In Kollaboration mit AAP, Archive Artist-Publications, @archiveartistpublications

REBECCA MOCCIA
MINISTRIES OF LONELINESS
Multichannel Audio-Video Installation

Ausgehend von einer Auseinandersetzung mit dem Ministry of Loneliness – 2018 im Vereinigten Königreich eingerichtet und 2021 in Ländern wie Kanada und Japan übernommen – entwickelt Ministries of Loneliness eine Reflexion über die politischen und sozialen Strukturen, die den emotionalen Zustand der Einsamkeit und deren Wahrnehmung in der aktuellen Gesellschaft prägen.

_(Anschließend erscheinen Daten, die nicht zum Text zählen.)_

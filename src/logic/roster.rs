//! Roster import: build an entrant list from pasted text or a CSV file, and shuffle it.

use crate::models::{BracketError, Entrant};
use rand::seq::SliceRandom;
use serde::Deserialize;
use std::io::Read;

#[derive(Debug, Deserialize)]
struct RosterRow {
    name: String,
}

/// One team name per line. Blank lines are skipped and names are trimmed.
/// Names must be unique (case-insensitive).
pub fn parse_roster(text: &str) -> Result<Vec<Entrant>, BracketError> {
    let mut entrants = Vec::new();
    for line in text.lines() {
        push_unique(&mut entrants, line)?;
    }
    Ok(entrants)
}

/// CSV with a `name` column; other columns are ignored. Same rules as [`parse_roster`].
pub fn read_roster_csv<R: Read>(reader: R) -> Result<Vec<Entrant>, BracketError> {
    let mut rdr = csv::ReaderBuilder::new()
        .trim(csv::Trim::All)
        .flexible(true)
        .from_reader(reader);
    let mut entrants = Vec::new();
    for row in rdr.deserialize::<RosterRow>() {
        let row = row.map_err(|e| BracketError::InvalidRoster(e.to_string()))?;
        push_unique(&mut entrants, &row.name)?;
    }
    Ok(entrants)
}

/// Randomise seeding order in place.
pub fn shuffle_entrants(entrants: &mut [Entrant]) {
    entrants.shuffle(&mut rand::thread_rng());
}

fn push_unique(entrants: &mut Vec<Entrant>, name: &str) -> Result<(), BracketError> {
    let name = name.trim();
    if name.is_empty() {
        return Ok(());
    }
    if entrants.iter().any(|e| e.name.eq_ignore_ascii_case(name)) {
        return Err(BracketError::DuplicateEntrantName(name.to_string()));
    }
    entrants.push(Entrant::new(name));
    Ok(())
}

Der mehrkanalige non-fiktionale Film basiert auf umfangreicher Recherche, die in verschiedenen Kontexten durchgeführt wurde, darunter in Italien, den Vereinigten Staaten, Japan, Südkorea und dem Vereinigten Königreich. Dabei werden unterschiedliche Materialien gegenübergestellt, die im Laufe der Recherche gesammelt wurden – von parlamentarischen Archiven über wissenschaftliche und erzählende Literatur bis hin zu direkten und indirekten Erfahrungen und Zeugenaussagen. Die Arbeit wird von einer originalen Klanglandschaft von Renato Grieco begleitet.

IRENE MACALLI
SPEAK TO ME
weiche Aluminiumrohre, Eisen, Räder, Sprühfarbe. Klang.

Das Konzept bezieht sich auf das Thema der Ausstellung, das emotionale Verbindungen zu fernen oder imaginierten Orten sowie das Bedürfnis thematisiert, zu Orten zu gehören, an denen man nie physisch gewesen ist. Die Installation nimmt die Form eines partizipativen Kunstwerks an, das vom klassischen Kinderspiel „Dosentelefon“ inspiriert ist – typischerweise mit Schnur und Pappbechern. Hier wird es mit industriellen Materialien – insbesondere einem flexiblen Aluminiumrohr – neu interpretiert. Beim Interagieren mit dem Werk können Besucher*innen: innen das Meeresrauschen hören, das in Süditalien aufgenommen wurde. Diese Tonaufnahmen wurden durch einen öffentlichen Aufruf auf Instagram gesammelt. Beiträge kamen aus verschiedenen Regionen – darunter Neapel, Apulien und Kalabrien – in denen Menschen das Meeresrauschen ihrer Umgebung teilten. Dieser Prozess markierte den Beginn eines partizipativen und kollaborativen Ansatzes, bei dem andere aktiv in die Entstehung des Werks einbezogen wurden.
Der Einsatz von Meeresklängen schafft eine emotionale Verbindung zur Heimat der Künstlerin und ruft Gefühle von Ruhe und Nostalgie hervor. Die Wellen vermitteln eine friedliche Stimmung und bilden gleichzeitig einen Kontrast sowie eine Verbindung zur urbanen Umgebung Münchens. Durch diese symbolische Geste entsteht ein Dialog zwischen zwei Landschaften – Süditalien und der Stadt München. Die Installation lädt Besucher:innen dazu ein, in das Rohr zu sprechen oder den Wellen zu lauschen.
Erst durch dieses gemeinsame Handeln wird das Kunstwerk vollständig und aktiviert.
Industrielle Materialien sind ein wiederkehrendes Element in der künstlerischen Praxis der Künstlerin. Sie spiegeln eine anhaltende Auseinandersetzung mit dem urbanen Raum, der Architektur und den Strukturen der Stadt wider. Die Wahl eines weichen Aluminiumrohrs erfüllt dabei sowohl eine funktionale als auch eine symbolische Rolle – sie verbindet das Industrielle mit dem Intimen.